The dataset of Devanagari characters consists of 2000 images for each of the 36 consonants (क to ज्ञ) and numbers (0 to 9). It is available on kaggle : https://www.kaggle.com/rishianand/devanagari-character-set

nn.py : is a python code to implement Neural Network

ip.py : Contains all image processing techniques that are required, in the end, to extract characters from image.

main.py : ocr implementation

Specifications of NN model: 1 input layer(1024 neurons,'ReLU'), 5 hidden layers(600,800,1000,800,600 neurons, 'ReLU') and 1 output layer(36 neurons, 'softmax')

ip.get_lines(img)

The input is an image file in which the rows with most number of white pixels is calculated in order to separate the sentences.

ip.get_chars(start, end, img)

Once we get lines of text, the characters are separated by calculating number of pixels vertically.

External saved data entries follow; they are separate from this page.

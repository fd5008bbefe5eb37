//! Error types for the pbxql crate.
//!
//! [`QueryError`] covers everything that can go wrong turning a query into
//! SQL. [`ConfigError`] covers loading field metadata from disk.

use std::path::PathBuf;

use thiserror::Error;

use crate::field::DbType;

/// Errors raised while tokenizing, parsing or compiling a query.
///
/// Every variant aborts compilation; no partial SQL is ever returned.
#[derive(Debug, Clone, PartialEq, Eq, Error)]
pub enum QueryError {
    /// A quote was opened but never closed.
    #[error("query parsing error: unterminated {quote} quote starting at offset {offset}")]
    UnterminatedQuote { quote: char, offset: usize },

    /// A parenthesis has no matching partner.
    #[error("query parsing error: unbalanced parenthesis at offset {offset}")]
    UnbalancedParenthesis { offset: usize },

    /// A token appeared where the grammar does not allow it.
    #[error("query parsing error: expected {expected}, found '{found}' at offset {offset}")]
    UnexpectedToken {
        found: String,
        expected: &'static str,
        offset: usize,
    },

    /// An expression node appeared where the grammar does not allow it.
    #[error("query parsing error: expected {expected}, found {found}")]
    UnexpectedNode {
        found: String,
        expected: &'static str,
    },

    /// The query ended in the middle of a predicate.
    #[error("query parsing error: incomplete expression, expected {expected}")]
    IncompleteExpression { expected: &'static str },

    /// Operator is not part of the language.
    #[error("query parsing error: unknown operator '{0}'")]
    UnknownOperator(String),

    /// Column reference does not resolve to a known field.
    #[error("query parsing error: unknown field '{0}'")]
    UnknownField(String),

    /// Operator is not valid for the field's database type.
    #[error("query parsing error: operator '{op}' is not valid for field '{field}' of type {db_type}")]
    InvalidOperatorForType {
        op: &'static str,
        field: String,
        db_type: DbType,
    },

    /// Database type name is not recognised.
    #[error("query parsing error: unknown database type '{0}'")]
    UnknownDbType(String),
}

/// Result type for pbxql operations.
pub type Result<T> = std::result::Result<T, QueryError>;

/// Errors raised while loading a schema file.
#[derive(Debug, Error)]
pub enum ConfigError {
    /// The file could not be read.
    #[error("cannot read schema file {}: {source}", .path.display())]
    Io {
        path: PathBuf,
        #[source]
        source: std::io::Error,
    },

    /// The YAML document is malformed or does not match the schema layout.
    #[error("invalid YAML schema: {0}")]
    Yaml(#[from] serde_yaml::Error),

    /// The JSON document is malformed or does not match the schema layout.
    #[error("invalid JSON schema: {0}")]
    Json(#[from] serde_json::Error),

    /// The file extension is neither YAML nor JSON.
    #[error("unsupported schema file format: {} (expected .yaml, .yml or .json)", .0.display())]
    UnsupportedFormat(PathBuf),

    /// Two fields share the same id.
    #[error("duplicate field id '{0}' in schema")]
    DuplicateField(String),
}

The character is resized into 32X32 pixel image and inverted. The 32X32 image is flattened into a 1024x1 array to be fed into network.

checkpoint_path = training/cp.ckpt"
checkpoint_dir = os.path.dirname(checkpoint_path)

Create a checkpoint path and directory to save the model after training and to load it during testing.

nn.load_data() 

returns 'train' and 'test' data as numpy arrays

nn.create_model()

returns model with the mentioned specs.

We have already saved the model in a training diectory. It contains checkpoint(synaptic weights) of the model after 15 epochs (which is quite less.. but it can be used as initial weights to the model and can be continued from there to any number of epochs, say 50,for better results) which can be loaded, as shown below, for testing.

nn.load_weights(checkpoint_path)

^ we assume background and letters to be in white and black colours respectively.

^^ to satisy our model which requires background and letters to be in black and white colours respectively.